Session: MON 167-198-Hypothalamus-Pituitary Development & Biology
Poster Board MON-191
CASE REPORT: 45-year-old woman, Jehovha’s witness, with medical history notable for autosomal dominant polycystic kidney disease, referred to Endocrinology in 2004 for amenorrhea since 37 years olf, headaches and increased volume of hands and feet. Diagnostic work-up revealed acromegaly secondary to pituitary macroadenoma (Hardy Grade II) and she was submitted to transsphenoidal surgery. Histology confirmed a GH secreting tumour. The patient started treatment with somatostatin analogue for persistence of the disease. In 2006 she started dialysis and because of multinodular goiter carried out a fine needle biopsy of the biggest nodule with result of follicular lesion of undetermined significance. Total thyroidectomy was performed, in association with parathyroidectomy because of secondary hyperparathyroidism due to renal failure. Histology revealed follicular variant of papillary carcinoma 1.2 cm (pT1NxMx) and right parathyroid glands (120mg and 130mg) with clear cell predominance. She was referred for radioactive iodine (RAI) ablation (100mCi) and one week post-therapy RAI whole-body scan was negative. In 2007, type 2 diabetes mellitus was diagnosed and the patient was proposed for kidney transplation and referred to immuno hemotherapy consultation because of history of miscarriages and primary arteriovenous fistula failure.

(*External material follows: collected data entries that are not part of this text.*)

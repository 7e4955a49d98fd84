use crate::error::EvaluationError;
use crate::evaluator::{EvaluationOutcome, RuleEvaluation, RuleEvaluator};
use crate::rule::{Rule, RuleSet};
use crate::state::{AlertStateMachine, TransitionKind};
use crate::{MetricsSource, SampleSet};
use async_trait::async_trait;
use chrono::{DateTime, Duration, TimeZone, Utc};
use oxwatch_common::types::{AlertState, Fingerprint, LabelSet, Severity};
use std::collections::HashSet;
use std::sync::{Arc, Mutex};

fn t0() -> DateTime<Utc> {
    Utc.with_ymd_and_hms(2024, 6, 1, 12, 0, 0).unwrap()
}

fn labels(pairs: &[(&str, &str)]) -> LabelSet {
    pairs
        .iter()
        .map(|(k, v)| (k.to_string(), v.to_string()))
        .collect()
}

fn rule(id: &str, for_secs: u64) -> Rule {
    Rule {
        id: id.into(),
        name: "HighErrorRate".into(),
        expr: "rate(http_errors[5m]) > 0.05".into(),
        for_secs,
        interval_secs: 30,
        severity: Severity::Critical,
        labels: labels(&[("team", "payments")]),
        annotations: [("summary".to_string(), "{{ $labels.service }} at {{ $value }}".to_string())]
            .into_iter()
            .collect(),
    }
}

fn eval_true(rule: &Rule, at: DateTime<Utc>, value: f64) -> RuleEvaluation {
    let mut samples = SampleSet::new();
    samples.insert(labels(&[("service", "checkout")]), value);
    RuleEvaluation {
        rule_id: rule.id.clone(),
        at,
        elapsed: std::time::Duration::ZERO,
        outcome: EvaluationOutcome::Samples(samples),
    }
}

fn eval_false(rule: &Rule, at: DateTime<Utc>) -> RuleEvaluation {
    RuleEvaluation {
        rule_id: rule.id.clone(),
        at,
        elapsed: std::time::Duration::ZERO,
        outcome: EvaluationOutcome::Samples(SampleSet::new()),
    }
}

fn eval_failed(rule: &Rule, at: DateTime<Utc>) -> RuleEvaluation {
    RuleEvaluation {
        rule_id: rule.id.clone(),
        at,
        elapsed: std::time::Duration::ZERO,
        outcome: EvaluationOutcome::Failed(EvaluationError::Source {
            rule_id: rule.id.clone(),
            message: "connection refused".into(),
        }),
    }
}

fn kinds(transitions: &[crate::state::Transition]) -> Vec<TransitionKind> {
    transitions.iter().map(|t| t.kind).collect()
}

// ── Rules ──

#[test]
fn rule_set_rejects_duplicate_ids() {
    let err = RuleSet::new(vec![rule("a", 0), rule("a", 60)]).unwrap_err();
    assert!(err.to_string().contains("duplicate rule id 'a'"), "{err}");
}

#[test]
fn rule_set_rejects_zero_interval() {
    let mut bad = rule("a", 0);
    bad.interval_secs = 0;
    assert!(RuleSet::new(vec![bad]).is_err());
}

#[test]
fn rule_set_groups_intervals() {
    let mut slow = rule("slow", 0);
    slow.interval_secs = 60;
    let set = RuleSet::new(vec![rule("a", 0), rule("b", 0), slow]).unwrap();
    assert_eq!(set.intervals().into_iter().collect::<Vec<_>>(), vec![30, 60]);
    assert_eq!(set.with_interval(30).count(), 2);
}

#[test]
fn alert_labels_carry_identity_and_static_labels() {
    let r = rule("a", 0);
    let out = r.alert_labels(&labels(&[("service", "checkout"), ("team", "ops")]));
    assert_eq!(out["alertname"], "HighErrorRate");
    assert_eq!(out["severity"], "critical");
    // static labels win over sample labels
    assert_eq!(out["team"], "payments");
    assert_eq!(out["service"], "checkout");
}

#[test]
fn annotations_expand_value_and_labels() {
    let r = rule("a", 0);
    let rendered = r.render_annotations(&labels(&[("service", "checkout")]), 0.25);
    assert_eq!(rendered["summary"], "checkout at 0.25");
}

// ── State machine ──

#[test]
fn zero_for_fires_in_one_cycle() {
    let r = rule("errors", 0);
    let sm = AlertStateMachine::default();

    let transitions = sm.apply(&r, &eval_true(&r, t0(), 0.3));
    assert_eq!(kinds(&transitions), vec![TransitionKind::Firing]);

    let alert = &transitions[0].alert;
    assert_eq!(alert.state, AlertState::Firing);
    assert_eq!(alert.starts_at, t0());
    assert_eq!(alert.fired_at, Some(t0()));
    assert!(alert.ends_at.is_none());
}

#[test]
fn pending_never_fires_before_for_duration() {
    // for=2m evaluated every 30s: true at 0s, 30s, 60s then false at 90s
    let r = rule("errors", 120);
    let sm = AlertStateMachine::default();
    let mut all = Vec::new();
    for step in 0..3 {
        all.extend(sm.apply(&r, &eval_true(&r, t0() + Duration::seconds(30 * step), 0.2)));
    }
    all.extend(sm.apply(&r, &eval_false(&r, t0() + Duration::seconds(90))));

    assert_eq!(kinds(&all), vec![TransitionKind::Pending, TransitionKind::Discarded]);
    assert!(sm.is_empty(), "discarded record must not be kept");
}

#[test]
fn pending_promotes_once_for_elapses() {
    let r = rule("errors", 60);
    let sm = AlertStateMachine::default();

    assert_eq!(kinds(&sm.apply(&r, &eval_true(&r, t0(), 0.2))), vec![TransitionKind::Pending]);
    assert!(sm.apply(&r, &eval_true(&r, t0() + Duration::seconds(30), 0.2)).is_empty());
    let fired = sm.apply(&r, &eval_true(&r, t0() + Duration::seconds(60), 0.2));
    assert_eq!(kinds(&fired), vec![TransitionKind::Firing]);
    assert_eq!(fired[0].alert.starts_at, t0());
}

#[test]
fn firing_alert_updates_value_without_transition() {
    let r = rule("errors", 0);
    let sm = AlertStateMachine::default();
    let first = sm.apply(&r, &eval_true(&r, t0(), 0.2));
    let fp = first[0].fingerprint();

    let again = sm.apply(&r, &eval_true(&r, t0() + Duration::seconds(30), 0.9));
    assert!(again.is_empty());

    let alert = sm.get(&fp).unwrap();
    assert_eq!(alert.value, 0.9);
    assert_eq!(alert.last_evaluated_at, t0() + Duration::seconds(30));
    assert_eq!(alert.annotations["summary"], "checkout at 0.9");
}

#[test]
fn firing_resolves_then_purges_after_retention() {
    let r = rule("errors", 0);
    let sm = AlertStateMachine::new(Duration::minutes(5));
    sm.apply(&r, &eval_true(&r, t0(), 0.2));

    let resolved_at = t0() + Duration::seconds(30);
    let resolved = sm.apply(&r, &eval_false(&r, resolved_at));
    assert_eq!(kinds(&resolved), vec![TransitionKind::Resolved]);
    assert_eq!(resolved[0].alert.ends_at, Some(resolved_at));

    assert!(sm.purge(resolved_at + Duration::minutes(4)).is_empty());
    let purged = sm.purge(resolved_at + Duration::minutes(5));
    assert_eq!(kinds(&purged), vec![TransitionKind::Purged]);
    assert!(sm.is_empty());
}

#[test]
fn failed_evaluation_holds_state_and_for_timer() {
    let r = rule("errors", 120);
    let sm = AlertStateMachine::default();
    let fp = sm.apply(&r, &eval_true(&r, t0(), 0.2))[0].fingerprint();

    assert!(sm.apply(&r, &eval_failed(&r, t0() + Duration::seconds(60))).is_empty());
    let alert = sm.get(&fp).unwrap();
    assert_eq!(alert.state, AlertState::Pending);
    assert_eq!(alert.starts_at, t0());
    assert_eq!(alert.failed_evaluations, 1);

    // the original start still counts toward `for`
    let fired = sm.apply(&r, &eval_true(&r, t0() + Duration::seconds(120), 0.2));
    assert_eq!(kinds(&fired), vec![TransitionKind::Firing]);
}

#[test]
fn failed_evaluation_does_not_resolve_firing_alert() {
    let r = rule("errors", 0);
    let sm = AlertStateMachine::default();
    let fp = sm.apply(&r, &eval_true(&r, t0(), 0.2))[0].fingerprint();

    assert!(sm.apply(&r, &eval_failed(&r, t0() + Duration::seconds(30))).is_empty());
    assert_eq!(sm.get(&fp).unwrap().state, AlertState::Firing);
}

#[test]
fn resolved_alert_that_reoccurs_starts_new_lifecycle() {
    let r = rule("errors", 60);
    let sm = AlertStateMachine::default();
    sm.apply(&r, &eval_true(&r, t0(), 0.2));
    sm.apply(&r, &eval_true(&r, t0() + Duration::seconds(60), 0.2));
    sm.apply(&r, &eval_false(&r, t0() + Duration::seconds(90)));

    let again_at = t0() + Duration::seconds(120);
    let again = sm.apply(&r, &eval_true(&r, again_at, 0.4));
    assert_eq!(kinds(&again), vec![TransitionKind::Pending]);
    assert_eq!(again[0].alert.starts_at, again_at);
    assert!(again[0].alert.ends_at.is_none());
    assert_eq!(sm.len(), 1);
}

#[test]
fn identical_labels_share_one_record() {
    let r = rule("errors", 0);
    let sm = AlertStateMachine::default();
    let mut samples = SampleSet::new();
    // "team" is overridden by the rule's static label, collapsing both samples
    samples.insert(labels(&[("service", "checkout"), ("team", "a")]), 1.0);
    samples.insert(labels(&[("service", "checkout"), ("team", "b")]), 2.0);
    let eval = RuleEvaluation {
        rule_id: r.id.clone(),
        at: t0(),
        elapsed: std::time::Duration::ZERO,
        outcome: EvaluationOutcome::Samples(samples),
    };
    assert_eq!(sm.apply(&r, &eval).len(), 1);
    assert_eq!(sm.len(), 1);
}

#[test]
fn second_rule_with_same_fingerprint_is_a_violation() {
    let owner = rule("owner", 0);
    let mut intruder = rule("intruder", 0);
    intruder.expr = "other_expr".into();
    let sm = AlertStateMachine::default();

    sm.apply(&owner, &eval_true(&owner, t0(), 0.2));
    let transitions = sm.apply(&intruder, &eval_true(&intruder, t0(), 0.5));
    assert!(transitions.is_empty());
    assert_eq!(sm.violations(), 1);
    assert_eq!(sm.snapshot()[0].rule_id, "owner");
    assert_eq!(sm.snapshot()[0].value, 0.2);

    // the intruder's empty cycle must not resolve the owner's alert
    assert!(sm.apply(&intruder, &eval_false(&intruder, t0())).is_empty());
    assert_eq!(sm.snapshot()[0].state, AlertState::Firing);
}

#[test]
fn retired_rule_resolves_firing_and_discards_pending() {
    let firing = rule("firing", 0);
    let mut pending = rule("pending", 600);
    pending.name = "SlowBurn".into();
    let sm = AlertStateMachine::default();
    sm.apply(&firing, &eval_true(&firing, t0(), 1.0));
    sm.apply(&pending, &eval_true(&pending, t0(), 1.0));

    let mut transitions = sm.retire_rules(&HashSet::new(), t0() + Duration::seconds(10));
    transitions.sort_by_key(|t| t.alert.rule_id.clone());
    assert_eq!(
        kinds(&transitions),
        vec![TransitionKind::Resolved, TransitionKind::Discarded]
    );
    assert_eq!(sm.len(), 1);
}

#[test]
fn fingerprint_matches_alert_labels() {
    let r = rule("errors", 0);
    let sm = AlertStateMachine::default();
    let t = sm.apply(&r, &eval_true(&r, t0(), 0.2));
    assert_eq!(t[0].fingerprint(), Fingerprint::from_labels(&t[0].alert.labels));
}

// ── Evaluator ──

struct ScriptedSource {
    next: Mutex<Option<SampleSet>>,
}

#[async_trait]
impl MetricsSource for ScriptedSource {
    async fn evaluate(&self, _expr: &str, _at: DateTime<Utc>) -> anyhow::Result<SampleSet> {
        self.next
            .lock()
            .unwrap()
            .clone()
            .ok_or_else(|| anyhow::anyhow!("metrics backend unavailable"))
    }
}

struct HangingSource;

#[async_trait]
impl MetricsSource for HangingSource {
    async fn evaluate(&self, _expr: &str, _at: DateTime<Utc>) -> anyhow::Result<SampleSet> {
        tokio::time::sleep(std::time::Duration::from_secs(3600)).await;
        Ok(SampleSet::new())
    }
}

#[tokio::test]
async fn evaluator_reports_source_errors_as_failures() {
    let source = Arc::new(ScriptedSource {
        next: Mutex::new(None),
    });
    let evaluator = RuleEvaluator::new(source.clone(), std::time::Duration::from_secs(1))
        .with_degraded_after(2);
    let r = rule("errors", 0);

    let first = evaluator.evaluate(&r, t0()).await;
    assert!(first.is_failed());
    assert!(!evaluator.health("errors").unwrap().degraded);

    evaluator.evaluate(&r, t0()).await;
    let health = evaluator.health("errors").unwrap();
    assert_eq!(health.consecutive_failures, 2);
    assert!(health.degraded);
    assert!(health.last_error.unwrap().contains("metrics backend unavailable"));

    *source.next.lock().unwrap() = Some(SampleSet::new());
    let ok = evaluator.evaluate(&r, t0()).await;
    assert!(!ok.is_failed());
    let health = evaluator.health("errors").unwrap();
    assert_eq!(health.consecutive_failures, 0);
    assert_eq!(health.total_failures, 2);
    assert!(!health.degraded);
}

#[tokio::test(start_paused = true)]
async fn evaluator_times_out_slow_sources() {
    let evaluator = RuleEvaluator::new(Arc::new(HangingSource), std::time::Duration::from_secs(5));
    let r = rule("errors", 0);

    let evaluation = evaluator.evaluate(&r, t0()).await;
    match evaluation.outcome {
        EvaluationOutcome::Failed(EvaluationError::Timeout { timeout_ms, .. }) => {
            assert_eq!(timeout_ms, 5000)
        }
        other => panic!("expected timeout, got {other:?}"),
    }
}

#[tokio::test]
async fn evaluator_retains_only_active_rules() {
    let source = Arc::new(ScriptedSource {
        next: Mutex::new(Some(SampleSet::new())),
    });
    let evaluator = RuleEvaluator::new(source, std::time::Duration::from_secs(1));
    evaluator.evaluate(&rule("a", 0), t0()).await;
    evaluator.evaluate(&rule("b", 0), t0()).await;

    evaluator.retain_rules(&["a".to_string()].into_iter().collect());
    let ids: Vec<String> = evaluator
        .health_snapshot()
        .into_iter()
        .map(|h| h.rule_id)
        .collect();
    assert_eq!(ids, vec!["a"]);
}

Heterozygous MTHFR gene mutation was discovered. So far, the patient remains clinically stable on follow-up, in peritoneal dialysis and on therapy with levothyroxine and somastostatin analogue.
CONCLUSION: We describe this case because of the permanent diagnostic challenge and multiplicity of endocrine pathologies: acromegaly, thyroid carcinoma, diabetes mellitus, secondary and tertiary hyperparathyroidism.